¿Qué tendrán los bebés…?

¿Qué tendrán los bebés…?

¿Qué tendrán los bebés que nos vuelven tontos?

¿Qué tendrán los bebés que nos hacen perder la vergüenza y convertirnos en artistas, ventrílocuos, cantantes, actores, bailarines o magos?

¿Por qué cada vez que interactuamos con un bebé modificamos nuestro tono de voz, ponemos caras extrañas, hacemos ruidos inexplicables y decimos cosas incomprensibles?

¿Qué nos harán los bebés que independientemente del sexo, raza, partido político, religión o procedencia, sacan al niño que llevamos dentro?

Llevamos 4 años viviendo en el mismo barrio. Acabamos de ser padres y en los últimos dos meses hemos conocido a más personas que en el resto del tiempo que llevamos aquí. Nos para todo el mundo.
Que si cuánto tiempo tiene, que si cómo se llama, que si duerme bien, que si se parece al padre, que si es igual que la madre… Y nadie se despide sin antes dar algún consejo (hayan sido o no padres). “Disfrutad que se pasa volando”, “no le acostumbréis a los brazos”, “recuerdo cuando los míos eran así, ¡cómo lo echo de menos!”… Y siempre hay alguno que antes de irse lanza la temida pregunta “¿y para cuándo el siguiente?”, ante la cual mi mujer reacciona con una expresión de terror…
También hay muchos que no te paran, pero que cuando se cruzan con el carrito se dan la vuelta con el reojo para ver al bebé. Como si a los padres les molestase que mirasen a su bebé. Dan ganas de decirles, “no se preocupe, mire, pregunte, compare y dé consejos. Hoy ya llevamos 56”.

Y no es que se tomen mal, sino que entre las tomas (bien de pecho o de biberón), las cacas, los baños, los llantos, los mocos, los vómitos, los cambios de modelito por si hace frío o hace calor, o, vaya, se ha manchado, a volver a empezar.
Salimos a dar el paseo en el único ratito tranquilo que hay, pero que hay que aprovechar para ir a la farmacia, a hacer la compra, al banco, al tinte… que lo que iba a ser media hora se convierte en hora y media, y que hay que abandonar el carro de la compra a medio llenar porque se ha puesto a llorar desconsolada y le toca comer.

¿Qué tendrán los bebés que en cualquier reunión familiar, de amigos o de trabajo se convierten en el centro de atención de todas las personas? Son el foco de las miradas, de la conversación y de los deseos por cogerle, a lo que algunos dicen aquello de “a mí es que tan pequeños me dan respeto”.

El caso es que siempre me había llamado la atención el poder de los bebés, pero ahora que soy padre y lo vivo con el mío realmente me deja obnubilado.
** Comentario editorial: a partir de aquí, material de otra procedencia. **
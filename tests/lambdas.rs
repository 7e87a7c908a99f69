//! Lambda and method-reference call sites.

use std::collections::HashSet;

use usagescope::{prelude::*, Result};

const CALLER: &str = "m:a/Foo:run:(La/Bar;)V";

fn set(items: &[&str]) -> HashSet<String> {
    items.iter().map(|item| item.to_string()).collect()
}

/// `a/Foo.run(Bar bar)` creates `bar::baz` as an `IntSupplier`.
fn bound_method_reference() -> Result<Vec<u8>> {
    ClassAssembler::new("a/Foo")
        .method(AccessFlags::PUBLIC, "run", "(La/Bar;)V", |code| {
            code.emit_with(opcodes::ALOAD, &[1])?
                .lambda(
                    "getAsInt",
                    "(La/Bar;)Ljava/util/function/IntSupplier;",
                    "()I",
                    HandleConstant::new(HandleKind::InvokeVirtual, "a/Bar", "baz", "()I"),
                    "()I",
                )?
                .emit(opcodes::POP)?
                .emit(opcodes::RETURN)?;
            Ok(())
        })?
        .finish()
}

#[test]
fn implementation_method_is_attributed_to_the_enclosing_method() -> Result<()> {
    let mut index = UsageIndex::new(IndexConfig::with_namespaces(["a/"]));
    index.ingest(&bound_method_reference()?)?;

    assert_eq!(index.get_usages("m:a/Bar:baz:()I"), set(&[CALLER]));
    assert_eq!(index.get_usages("s:a/Bar"), set(&[CALLER]));
    Ok(())
}

#[test]
fn call_site_descriptor_types_are_recorded() -> Result<()> {
    let mut index = UsageIndex::new(IndexConfig::unfiltered());
    index.ingest(&bound_method_reference()?)?;

    assert_eq!(
        index.get_usages("s:java/util/function/IntSupplier"),
        set(&[CALLER])
    );
    // The bootstrap method itself is not a usage
    assert!(index
        .keys()
        .all(|key| !key.contains("LambdaMetafactory")));
    Ok(())
}

#[test]
fn sam_and_instantiated_types() -> Result<()> {
    let bytes = ClassAssembler::new("a/Foo")
        .method(AccessFlags::PUBLIC, "sort", "()V", |code| {
            code.lambda(
                "compare",
                "()Ljava/util/Comparator;",
                "(Ljava/lang/Object;Ljava/lang/Object;)I",
                HandleConstant::new(
                    HandleKind::InvokeStatic,
                    "a/Foo",
                    "lambda$sort$0",
                    "(La/Item;La/Item;)I",
                ),
                "(La/Item;La/Item;)I",
            )?
            .emit(opcodes::POP)?
            .emit(opcodes::RETURN)?;
            Ok(())
        })?
        .finish()?;

    let mut index = UsageIndex::new(IndexConfig::with_namespaces(["a/"]));
    index.ingest(&bytes)?;

    let caller = set(&["m:a/Foo:sort:()V"]);
    assert_eq!(index.get_usages("s:a/Item"), caller);
    assert_eq!(
        index.get_usages("m:a/Foo:lambda$sort$0:(La/Item;La/Item;)I"),
        caller
    );
    Ok(())
}

#[test]
fn constructor_reference() -> Result<()> {
    let bytes = ClassAssembler::new("a/Foo")
        .method(AccessFlags::PUBLIC, "factory", "()V", |code| {
            code.lambda(
                "get",
                "()Ljava/util/function/Supplier;",
                "()Ljava/lang/Object;",
                HandleConstant::new(HandleKind::NewInvokeSpecial, "a/Bar", "<init>", "()V"),
                "()La/Bar;",
            )?
            .emit(opcodes::POP)?
            .emit(opcodes::RETURN)?;
            Ok(())
        })?
        .finish()?;

    let mut index = UsageIndex::new(IndexConfig::with_namespaces(["a/"]));
    index.ingest(&bytes)?;

    let caller = set(&["m:a/Foo:factory:()V"]);
    assert_eq!(index.get_usages("m:a/Bar:<init>:()V"), caller);
    assert_eq!(index.get_usages("s:a/Bar"), caller);
    Ok(())
}

#[test]
fn serializable_lambda_through_alt_metafactory() -> Result<()> {
    let bytes = ClassAssembler::new("a/Foo")
        .method(AccessFlags::PUBLIC, "run", "()V", |code| {
            code.alt_lambda(
                "run",
                "()Ljava/lang/Runnable;",
                "()V",
                HandleConstant::new(HandleKind::InvokeStatic, "a/Task", "execute", "()V"),
                "()V",
                1,
            )?
            .emit(opcodes::POP)?
            .emit(opcodes::RETURN)?;
            Ok(())
        })?
        .finish()?;

    let mut index = UsageIndex::new(IndexConfig::with_namespaces(["a/"]));
    index.ingest(&bytes)?;
    assert_eq!(
        index.get_usages("m:a/Task:execute:()V"),
        set(&["m:a/Foo:run:()V"])
    );
    Ok(())
}

#[test]
fn lambdas_can_be_ignored() -> Result<()> {
    let mut index = UsageIndex::new(IndexConfig::with_namespaces(["a/"]).without_lambdas());
    index.ingest(&bound_method_reference()?)?;

    assert!(index.get_usages("m:a/Bar:baz:()I").is_empty());
    // Only the enclosing method's own descriptor remains
    assert_eq!(index.get_usages("s:a/Bar"), set(&[CALLER]));
    assert_eq!(index.usage_count(), 1);
    Ok(())
}

#[test]
fn unknown_handle_kind_fails_the_class() -> Result<()> {
    let bytes = ClassAssembler::new("a/Foo")
        .method(AccessFlags::PUBLIC, "run", "()V", |code| {
            code.lambda(
                "run",
                "()Ljava/lang/Runnable;",
                "()V",
                HandleConstant::raw(0, "a/Foo", "lambda$run$0", "()V"),
                "()V",
            )?
            .emit(opcodes::POP)?
            .emit(opcodes::RETURN)?;
            Ok(())
        })?
        .finish()?;

    let mut index = UsageIndex::new(IndexConfig::with_namespaces(["a/"]));
    let error = index.ingest(&bytes).unwrap_err();
    assert!(matches!(error, Error::InvalidHandleTag(0)));
    assert!(!error.is_malformed_input());
    Ok(())
}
Sobre todo porque su poder conmigo es descomunal, y logra convertirme en el más bobo, el más ganso, el más actor, el más cantante, bailarín o ventrílocuo de todas las personas que nos hemos cruzado.

Y sinceramente, viendo todo esto y observando las reacciones de unos y otros, sólo llego a una conclusión: Es por su sonrisa.

La sonrisa de un bebé es el mayor premio que podemos recibir, y que nos lleva a perder nuestras vergüenzas para hacer las cosas, caras y ruidos más extraños que nos podemos imaginar con tal de que nos recompensen con ese preciado tesoro.

Es sincera, repentina, fugaz, no forzada, sin compromiso, no lo hacen por quedar bien ni por educación, se la regalan a quien quieren y cuando quieren, es honesta y transparente, no juzga… y al que la recibe le hace sentir un instante de felicidad. No hay más que verlo en nuestras caras cuando un bebé nos regala su sonrisa. Nos encoge el corazón.

Si os cruzáis con nosotros, paradnos a decirnos a quién se parece, dadnos algún consejo, hacedle la mejor cara que sepáis a nuestro bebé… y ojalá os regale una de sus maravillosas sonrisas.